From the “Gita-bhasya” by Ramanuja

Urged upon this compassion for mankind, God has assumed a human body so that he might be the refuge of all men; but they do not know him as He is. They consider him to be a man like they are, and they are ignorant of God’s supreme state of being, which is a boundless receptacle of compassion, generosity, goodness, love, etc., and is characterized by its human shape. So for the mere reason that God is their refuge in human shape, they consider him to be of the same class as other human beings and so are mistaken about him. They have assumed the bewildering natures of raksasas and asuras [two classes of demons] which puts an end to God’s supreme compassion in his humanity; their aspirations and enterprises remain fruitless, their knowledge of all God’s creatures and of God himself is erroneous, and they have lost all positive knowledge of anything because they regard God as a man. — from the “Gita-bhasya” by Ramanuja.

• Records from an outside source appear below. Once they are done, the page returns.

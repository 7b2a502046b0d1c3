//! Data models and DTOs (Data Transfer Objects)
//!
//! Contains the domain records and all request/response structures used by the API.

pub mod comment;
pub mod event;
pub mod proposal;
pub mod review;
pub mod team;
pub mod user;

// Re-export commonly used types
pub use comment::*;
pub use event::*;
pub use proposal::*;
pub use review::*;
pub use team::*;
pub use user::*;

use once_cell::sync::Lazy;
use regex::Regex;
use serde::Serialize;

/// Generic success response
#[derive(Serialize)]
pub struct SuccessResponse<T: Serialize> {
    pub success: bool,
    pub message: String,
    #[serde(skip_serializing_if = "Option::is_none")]
    pub data: Option<T>,
}

impl<T: Serialize> SuccessResponse<T> {
    pub fn with_data(message: impl Into<String>, data: T) -> Self {
        Self {
            success: true,
            message: message.into(),
            data: Some(data),
        }
    }
}

/// Message-only response (no data)
#[derive(Serialize)]
pub struct MessageResponse {
    pub success: bool,
    pub message: String,
}

impl MessageResponse {
    pub fn new(message: impl Into<String>) -> Self {
        Self {
            success: true,
            message: message.into(),
        }
    }
}

static SLUG_RE: Lazy<Regex> =
    Lazy::new(|| Regex::new(r"^[a-z0-9-]+$").expect("slug pattern is valid"));

/// Validate a URL slug (lowercase letters, digits and dashes)
pub fn validate_slug(slug: &str) -> Result<(), validator::ValidationError> {
    if !SLUG_RE.is_match(slug) {
        let mut err = validator::ValidationError::new("invalid_slug");
        err.message = Some(
            "Must only contain lower case alphanumeric and dashes (-).".into(),
        );
        return Err(err);
    }
    Ok(())
}

#[cfg(test)]
mod tests {
    use super::*;

    #[test]
    fn test_validate_slug() {
        assert!(validate_slug("devfest-nantes-2024").is_ok());
        assert!(validate_slug("Devfest").is_err());
        assert!(validate_slug("dev fest").is_err());
        assert!(validate_slug("dev_fest").is_err());
        assert!(validate_slug("").is_err());
    }

    #[test]
    fn test_success_response_shape() {
        let body = serde_json::to_value(SuccessResponse::with_data("ok", 42)).unwrap();
        assert_eq!(body["success"], true);
        assert_eq!(body["data"], 42);
    }
}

Ramanuja (1017–1137) was an Indian theologian, philosopher, and scriptural scholar and one of the leading experts on the classical interpretation of Hindu philosophy. Among his array of accomplishments, Ramanuja instituted the belief in perfection based on a personal divinity who has both a spiritual and material aspect. This belief is given one of its fullest expressions in Ramanuja’s “Gita-bhasya,” the theologian’s commentary on the Bhagavad Gita, the major religious text of Hinduism.